Peor suerte ha tenido la literatura de este país, que ni siquiera llegó ser objeto de contrabando en las fronteras de Elvas o Vila Real de Santo António, por lo que es difícil ver, en una playa abarrotada de «Pessoas», a otros autores portugueses. Pero últimamente la cosa parece estar cambiando. Tras la reciente traducción de Ruy Belo, tenemos también ahora la oportunidad de leer una obra culmen de la literatura portuguesa reciente y preciosamente traducida por Xavier Rodríguez Baixeras: Uma abelha na chuva (1953), de Carlos de Oliveira. La cuestión que surge de todo esto es la que tiene que ver con validez e, incluso, con la relevancia de esta obra en la actualidad; dicho en otras palabras: ¿qué es estéticamente aprovechable de Una abeja en la lluvia tras medio siglo de existencia? O ¿por qué se hace necesaria su traducción? Mucho ha llovido en literatura desde entonces, no en vano –y a favor de una literatura inagotable-, en general, la obra de Carlos de Oliveira se muestra como la superación de una tradición con miras hacia otros lenguajes, hacia una renovada escritura. La elección de la publicación al español de Una abeja en la lluvia cobra sentido si tras ella se publican Casa na duna (1943) y, sobre todo, Finisterra. Paisagem e Povoamento (1978), verdadero punto y aparte de la literatura en portugués de finales de siglo XX. Tenemos, pues, la obra de mudanza de una escritura, la de Carlos de Oliveira, que parte de aquello que se convino en llamar realismo, pero que ya no volvería nunca a las normalidades literarias, si es que eso tiene cabida en la ficción.
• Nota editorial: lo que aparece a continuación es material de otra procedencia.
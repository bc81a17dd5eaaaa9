//! cosmo-rs: BSSN evolution of cosmological spacetimes
//!
//! A numerical relativity code that evolves Einstein's field equations on a
//! uniform periodic 3D Cartesian grid using the BSSN conformal
//! decomposition, coupled to matter sources (pressureless dust, a
//! cosmological constant, a real scalar field) for cosmological
//! simulations.
//!
//! # Architecture
//!
//! The crate is built on two separations:
//!
//! 1. **Geometry vs matter** — the BSSN core ([`bssn`]) evolves the metric
//!    variables and exposes additive source slots; matter sectors
//!    ([`physics`]) implement one contract, `add_bssn_source`, and compose
//!    without ordering requirements.
//! 2. **State vs stepping** — every evolved field lives in a four-bank RK
//!    register ([`solver::Rk4Register`]) so the classical RK4 scheme runs
//!    with O(1) bank swaps instead of grid copies; a homogeneous FRW
//!    background ([`solver::FrwIntegrator`]) is stepped in lockstep and
//!    subtracted from the fields for numerical conditioning.
//!
//! # Quick Start
//!
//! ```rust,no_run
//! use cosmo_rs::driver::Simulation;
//!
//! let mut sim = Simulation::from_config(std::path::Path::new("config.txt"))?;
//! sim.run()?;
//! # Ok::<(), cosmo_rs::error::SimError>(())
//! ```
//!
//! The config file is flat `key = value` text; see [`config`] for the
//! recognized keys and [`ics`] for the initial-condition presets.
//!
//! # Modules
//!
//! - [`grid`]: periodic lattice buffers and finite-difference stencils
//! - [`solver`]: the four-bank RK4 register and the FRW background
//! - [`bssn`]: field registry, per-point evaluator, constraints
//! - [`physics`]: matter components
//! - [`ics`]: initial-condition presets
//! - [`fourier`]: FFTs and power spectra
//! - [`output`]: logging, data streams, charts
//! - [`driver`]: the step loop

pub mod bssn;
pub mod config;
pub mod driver;
pub mod error;
pub mod fourier;
pub mod grid;
pub mod ics;
pub mod output;
pub mod physics;
pub mod solver;

pub mod prelude {
    //! Convenient imports for common usage.
    pub use crate::bssn::{Bssn, BssnOptions};
    pub use crate::config::{ConfigFile, RunConfig};
    pub use crate::driver::Simulation;
    pub use crate::error::{Result, SimError};
    pub use crate::grid::GridArray;
    pub use crate::physics::MatterComponent;
    pub use crate::solver::{FrwIntegrator, Rk4Register, RkStage};
}
//! Fixed-order periodic finite-difference operators.
//!
//! The spatial order is a compile-time property: 4th order by default,
//! 2nd order with the `second-order-stencils` cargo feature. All operators
//! wrap periodically through [`GridArray::offset`]; there is no halo.
//!
//! Mixed second derivatives are the tensor product of two first-derivative
//! stencils. The advective derivative is one-sided, with the stencil shift
//! chosen by the sign of the advecting velocity component.

use crate::grid::GridArray;

/// Spatial order of every stencil in the build.
#[cfg(not(feature = "second-order-stencils"))]
pub const STENCIL_ORDER: usize = 4;
#[cfg(feature = "second-order-stencils")]
pub const STENCIL_ORDER: usize = 2;

/// First partial derivative along `axis` (0, 1, 2).
#[inline]
pub fn diff_1st(f: &GridArray, i: usize, j: usize, k: usize, axis: usize, dx: f64) -> f64 {
    #[cfg(not(feature = "second-order-stencils"))]
    {
        (8.0 * (f.offset(i, j, k, axis, 1) - f.offset(i, j, k, axis, -1))
            - (f.offset(i, j, k, axis, 2) - f.offset(i, j, k, axis, -2)))
            / (12.0 * dx)
    }
    #[cfg(feature = "second-order-stencils")]
    {
        (f.offset(i, j, k, axis, 1) - f.offset(i, j, k, axis, -1)) / (2.0 * dx)
    }
}

/// Second partial derivative along `axis`.
#[inline]
pub fn diff_2nd(f: &GridArray, i: usize, j: usize, k: usize, axis: usize, dx: f64) -> f64 {
    #[cfg(not(feature = "second-order-stencils"))]
    {
        (-(f.offset(i, j, k, axis, 2) + f.offset(i, j, k, axis, -2))
            + 16.0 * (f.offset(i, j, k, axis, 1) + f.offset(i, j, k, axis, -1))
            - 30.0 * f.get(i, j, k))
            / (12.0 * dx * dx)
    }
    #[cfg(feature = "second-order-stencils")]
    {
        (f.offset(i, j, k, axis, 1) - 2.0 * f.get(i, j, k) + f.offset(i, j, k, axis, -1))
            / (dx * dx)
    }
}

/// Offsets and weights of the first-derivative stencil (dx factored out).
#[cfg(not(feature = "second-order-stencils"))]
const D1_TAPS: [(isize, f64); 4] = [
    (-2, 1.0 / 12.0),
    (-1, -8.0 / 12.0),
    (1, 8.0 / 12.0),
    (2, -1.0 / 12.0),
];
#[cfg(feature = "second-order-stencils")]
const D1_TAPS: [(isize, f64); 2] = [(-1, -0.5), (1, 0.5)];

/// Mixed second derivative `d_a d_b f` for distinct axes.
#[inline]
pub fn diff_mixed(
    f: &GridArray,
    i: usize,
    j: usize,
    k: usize,
    axis_a: usize,
    axis_b: usize,
    dx: f64,
) -> f64 {
    debug_assert_ne!(axis_a, axis_b, "use diff_2nd for a repeated axis");
    let mut sum = 0.0;
    for &(da, wa) in D1_TAPS.iter() {
        for &(db, wb) in D1_TAPS.iter() {
            let (mut ii, mut jj, mut kk) = (i as isize, j as isize, k as isize);
            match axis_a {
                0 => ii += da,
                1 => jj += da,
                _ => kk += da,
            }
            match axis_b {
                0 => ii += db,
                1 => jj += db,
                _ => kk += db,
            }
            sum += wa * wb * f.get_wrapped(ii, jj, kk);
        }
    }
    sum / (dx * dx)
}

/// Second derivative for an arbitrary axis pair: `diff_2nd` on the
/// diagonal, the tensor-product stencil off it.
#[inline]
pub fn diff_2nd_pair(
    f: &GridArray,
    i: usize,
    j: usize,
    k: usize,
    axis_a: usize,
    axis_b: usize,
    dx: f64,
) -> f64 {
    if axis_a == axis_b {
        diff_2nd(f, i, j, k, axis_a, dx)
    } else {
        diff_mixed(f, i, j, k, axis_a, axis_b, dx)
    }
}

/// Laplacian: sum of the three second derivatives.
#[inline]
pub fn laplacian(f: &GridArray, i: usize, j: usize, k: usize, dx: f64) -> f64 {
    diff_2nd(f, i, j, k, 0, dx) + diff_2nd(f, i, j, k, 1, dx) + diff_2nd(f, i, j, k, 2, dx)
}

/// Upwind first derivative along `axis`; the sign of the advecting
/// velocity component selects the one-sided stencil.
#[inline]
pub fn diff_adv(
    f: &GridArray,
    i: usize,
    j: usize,
    k: usize,
    axis: usize,
    velocity: f64,
    dx: f64,
) -> f64 {
    #[cfg(not(feature = "second-order-stencils"))]
    {
        if velocity >= 0.0 {
            (f.offset(i, j, k, axis, -2) - 6.0 * f.offset(i, j, k, axis, -1)
                + 3.0 * f.get(i, j, k)
                + 2.0 * f.offset(i, j, k, axis, 1))
                / (6.0 * dx)
        } else {
            (-f.offset(i, j, k, axis, 2) + 6.0 * f.offset(i, j, k, axis, 1)
                - 3.0 * f.get(i, j, k)
                - 2.0 * f.offset(i, j, k, axis, -1))
                / (6.0 * dx)
        }
    }
    #[cfg(feature = "second-order-stencils")]
    {
        if velocity >= 0.0 {
            (3.0 * f.get(i, j, k) - 4.0 * f.offset(i, j, k, axis, -1)
                + f.offset(i, j, k, axis, -2))
                / (2.0 * dx)
        } else {
            (-3.0 * f.get(i, j, k) + 4.0 * f.offset(i, j, k, axis, 1)
                - f.offset(i, j, k, axis, 2))
                / (2.0 * dx)
        }
    }
}

// =============================================================================
// Tests
// =============================================================================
Y es que esta obra es, sin duda, la vía de escape de una opresión que tiene que ver con el hacer literario de una escritura que acepta su propia transgresión. Atravesada como está por los versos encubiertos de su autor, la convención, en tanto que represión, de temas, personajes y hechos conforma una fabulosa tragedia que sabe a las de siempre, pero endulza como pocas. Así, un comienzo para dejar con la miel en los labios: Hacia las cinco de una tarde invernal de octubre, un viajero entró en Corgos, a pie, tras la ardua jornada que lo había traído desde la aldea de O Montouro, por malos caminos, hasta el pavimento adoquinado del pueblo […]
I. Frente a lo voluminoso de los bestsellers, Una abeja en la lluvia es una obra enclenque, de capítulos cortos, frases breves y escritura clarísima. Esto, evidentemente, tiene truco. Que se acabe rápidamente su lectura, no quiere decir que esta labor haya concluido. El esquematismo con el que Carlos de Oliveira lleva a cabo la construcción de su novela, supone un grave ejercicio de elección de aspectos (como lo hacían Aristóteles e Ingarden), no porque no quiera dar cuenta de una realidad completa –cosa imposible en arte- sino porque, precisamente, nos quiere llevar, a partir de aspectos concretos, a una realidad distinta. El gran simbolismo de la obra se debe a eso, y también a la estratégica colocación (en la ficción) de la metáfora del trabajo de las abejas en una colmena, lo que se convertirá en un natural correlato (esquemáticamente geométrico: la colmena) de los hechos que los hombres producen:
«[…] los insectos comedores de polen (como él decía), simbolizaba en la dulce destilación de los panales lo que la Vida, la Naturaleza, Dios o lo que fuese podía arrancar de bello y sabroso al tiempo, una filosofía nacida de tres o cuatro jornadas de huerta, ausente en realidades vivas, botánicas o animales, porque el doctor Neto amaba la realidad y solo de aquí partía hacia abstracciones, simbologías campestres en las que la miel, por ejemplo, alcanzaba la cualidad de suma perfección.»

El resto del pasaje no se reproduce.